And therein lies the problem. I don’t want people from school getting in touch with me. Frankly if my old school mates were interested in keeping in touch, they would have done so before. It’s over 20 years since I left school and at some point during those two decades if there had been any common interest then we would have communicated. So, no, I don’t want random people looking me up thank you very much.

‘The internet does not forget’.

Whatever you put on the internet will be there for ever. Some people either forget that fact or,as I have seen with many teenagers, they don’t care. Or at least don’t care for now. We all know that stupid drunken behaviour as a student may rebound on you later in life. There are enough examples of both employment and relationships being compromised through ill advised FB content. And with Facebook it’s not just what you put out there, but also your friends and especially the photos they tag up. Does that mean I am embarrassed about what I put on the internet? Well no, in fact as I work for myself and am in a steady relationship it doesn’t worry me in the least. However, I think the issue of privacy is a major one and I don’t see why my life should be available to all on the internet.

Now, the last two points can be easily countered by managing privacy settings in FB. Fair enough, but I really don’t want to spend my life managing my own reputation by de-tagging photos of me. And if my privacy settings are so high that hardly anyone can contact me, then I might as well just give them my email address or phone number. Which is exactly what I do!

There is another element around privacy that also stops me joining Facebook. It’s the advertising side of it. The value of Facebook is it’s members. It’s not simply the ability to shove adverts in front of them, but it’s the knowledge about those members that allows them to target that advertising. And with the addition of location information that targeting will become even more acute. Given that I avoid store loyalty cards as I don’t want them to know about my purchasing habits, I don’t want to go and do essentially the same thing by joining Facebook.

‘Facebook is cliquey’.

In truth it’s this last point that ultimately puts me off the whole FB thing. For starters even the name suggests that it’s all based around photos and how we look. Then there are the cliques themselves ‘Did you see what I wrote on his wall’ kind of thing, the collection of friends (they’re not friends, they’re contacts), tagging of photos and so on. Am I making the cliqueness up? Well, no, apart form witnessing it for myself, there are numerous incidents of cyber-bulling around FB. Of course that can happen with any social media, but Facebook is currently the preferred tool, and personally I’d rather not be part of that.

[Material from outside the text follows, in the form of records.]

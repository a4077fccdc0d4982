//! Relay Trading Agent
//!
//! Buys tokens on Base by ticker:
//! - Resolves a ticker ("SERV", "$brett") to a contract via the Relay
//!   currency list, falling back to DexScreener search
//! - Prices the swap with a Relay quote
//! - Executes the quote's transactions with a key fetched from the
//!   workspace secret store
//!
//! # Security Model
//!
//! - Private keys are read from the workspace secret store per call and held
//!   as `SecretString` until turned into a signer
//! - Only a bounded key preview is ever logged
//! - All tool calls pass through the interceptor pipeline
//! - Broadcasts are never retried

pub mod config;
pub mod interceptors;
pub mod orchestrator;
pub mod relay;
pub mod resolver;
pub mod runner;
pub mod secrets;
pub mod tokens;
pub mod tools;
pub mod wallet;

mod error;

#[cfg(test)]
mod test_http;

// Re-export commonly used types
pub use config::{Config, RpcConfig, OPENSERV_API_KEY_ENV};
pub use error::{Error, ErrorKind, Result};
pub use orchestrator::{TradeOrchestrator, TradeRequest, TradeResult};
pub use runner::AgentRunner;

Don’t get me wrong, I am not against social media. I blog (in case you hadn’t noticed), I use Twitter, LinkedIn and Foursquare. Largely I use if for business. Personally I’d prefer to email, text or just meet up with people. I can see how other people benefit from Facebook. One friend finds it essential to arrange a night out. My family (some of whom live abroad) use it to share photos. They aren’t the only ones. FB has more picture sharing that Flickr and any other site for that matter. So whilst there is a point to Facebook, it’s not for everyone, and no one should feel pressure to be on it.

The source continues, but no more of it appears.